*TASK PROMPT*:
Would you please restate all of the data exactly?

*DATA FOR REVIEW*:

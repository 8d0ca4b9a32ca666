use axum::{
    http::StatusCode,
    response::{IntoResponse, Response},
    Json,
};
use serde_json::json;
use thiserror::Error;

#[derive(Error, Debug)]
pub enum AppError {
    #[error("Authentication error: {0}")]
    Auth(String),

    #[error("Forbidden: {0}")]
    Forbidden(String),

    #[error("Not Found: {0}")]
    NotFound(String),

    #[error("Bad Request: {0}")]
    BadRequest(String),

    #[error("Internal Server Error: {0}")]
    Internal(String),

    #[error("Validation error: {0}")]
    ValidationError(String),

    #[error("Conflict: {0}")]
    Conflict(String),

    #[error("External service error: {0}")]
    ExternalService(String),
}

impl IntoResponse for AppError {
    fn into_response(self) -> Response {
        let (status, message) = match &self {
            AppError::Auth(msg) => (StatusCode::UNAUTHORIZED, msg.as_str()),
            AppError::Forbidden(msg) => (StatusCode::FORBIDDEN, msg.as_str()),
            AppError::NotFound(msg) => (StatusCode::NOT_FOUND, msg.as_str()),
            AppError::BadRequest(msg) => (StatusCode::BAD_REQUEST, msg.as_str()),
            AppError::ValidationError(msg) => (StatusCode::UNPROCESSABLE_ENTITY, msg.as_str()),
            AppError::Conflict(msg) => (StatusCode::CONFLICT, msg.as_str()),
            AppError::ExternalService(msg) => (StatusCode::BAD_GATEWAY, msg.as_str()),
            // Store and network failures stay opaque to callers.
            AppError::Internal(_) => (StatusCode::INTERNAL_SERVER_ERROR, "Internal server error"),
        };

        tracing::error!("Error: {}: {}", status, self);

        let body = Json(json!({
            "error": message
        }));

        (status, body).into_response()
    }
}
// libs/agent-cell/src/services/history.rs
use crate::models::{ChatMessage, Role};

/// Bounds what is sent to the model: every system message plus the `window`
/// most recent other messages, in their original order. Older turns are
/// dropped on purpose.
pub fn trim_history(messages: &[ChatMessage], window: usize) -> Vec<ChatMessage> {
    let conversational = messages.iter().filter(|m| !m.is_system()).count();
    let mut skip = conversational.saturating_sub(window);

    // A tool result without the assistant message that requested it is
    // rejected by the chat API, so the cut never starts on one.
    let mut remaining = messages.iter().filter(|m| !m.is_system()).skip(skip);
    while matches!(remaining.next(), Some(m) if m.role == Role::Tool) {
        skip += 1;
    }

    let mut seen = 0;
    messages
        .iter()
        .filter(|message| {
            if message.is_system() {
                return true;
            }
            seen += 1;
            seen > skip
        })
        .cloned()
        .collect()
}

*ANSWER BOX*:
repository 8d0ca4b9a32ca666
use axum::{
    http::StatusCode,
    response::{IntoResponse, Response},
    Json,
};
use serde_json::json;
use thiserror::Error;

#[derive(Error, Debug)]
pub enum AppError {
    #[error("Authentication error: {0}")]
    Auth(String),

    #[error("Forbidden: {0}")]
    Forbidden(String),

    #[error("Not Found: {0}")]
    NotFound(String),

    #[error("Bad Request: {0}")]
    BadRequest(String),

    #[error("Internal Server Error: {0}")]
    Internal(String),

    #[error("Validation error: {0}")]
    ValidationError(String),

    #[error("Conflict: {0}")]
    Conflict(String),

    #[error("External service error: {0}")]
    ExternalService(String),
}

impl IntoResponse for AppError {
    fn into_response(self) -> Response {
        let (status, message) = match &self {
            AppError::Auth(msg) => (StatusCode::UNAUTHORIZED, msg.as_str()),
            AppError::Forbidden(msg) => (StatusCode::FORBIDDEN, msg.as_str()),
            AppError::NotFound(msg) => (StatusCode::NOT_FOUND, msg.as_str()),
            AppError::BadRequest(msg) => (StatusCode::BAD_REQUEST, msg.as_str()),
            AppError::ValidationError(msg) => (StatusCode::UNPROCESSABLE_ENTITY, msg.as_str()),
            AppError::Conflict(msg) => (StatusCode::CONFLICT, msg.as_str()),
            AppError::ExternalService(msg) => (StatusCode::BAD_GATEWAY, msg.as_str()),
            // Store and network failures stay opaque to callers.
            AppError::Internal(_) => (StatusCode::INTERNAL_SERVER_ERROR, "Internal server error"),
        };

        tracing::error!("Error: {}: {}", status, self);

        let body = Json(json!({
            "error": message
        }));

        (status, body).into_response()
    }
}
// libs/agent-cell/src/services/history.rs
use crate::models::{ChatMessage, Role};

/// Bounds what is sent to the model: every system message plus the `window`
/// most recent other messages, in their original order. Older turns are
/// dropped on purpose.
pub fn trim_history(messages: &[ChatMessage], window: usize) -> Vec<ChatMessage> {
    let conversational = messages.iter().filter(|m| !m.is_system()).count();
    let mut skip = conversational.saturating_sub(window);

    // A tool result without the assistant message that requested it is
    // rejected by the chat API, so the cut never starts on one.
    let mut remaining = messages.iter().filter(|m| !m.is_system()).skip(skip);
    while matches!(remaining.next(), Some(m) if m.role == Role::Tool) {
        skip += 1;
    }

    let mut seen = 0;
    messages
        .iter()
        .filter(|message| {
            if message.is_system() {
                return true;
            }
            seen += 1;
            seen > skip
        })
        .cloned()
        .collect()
}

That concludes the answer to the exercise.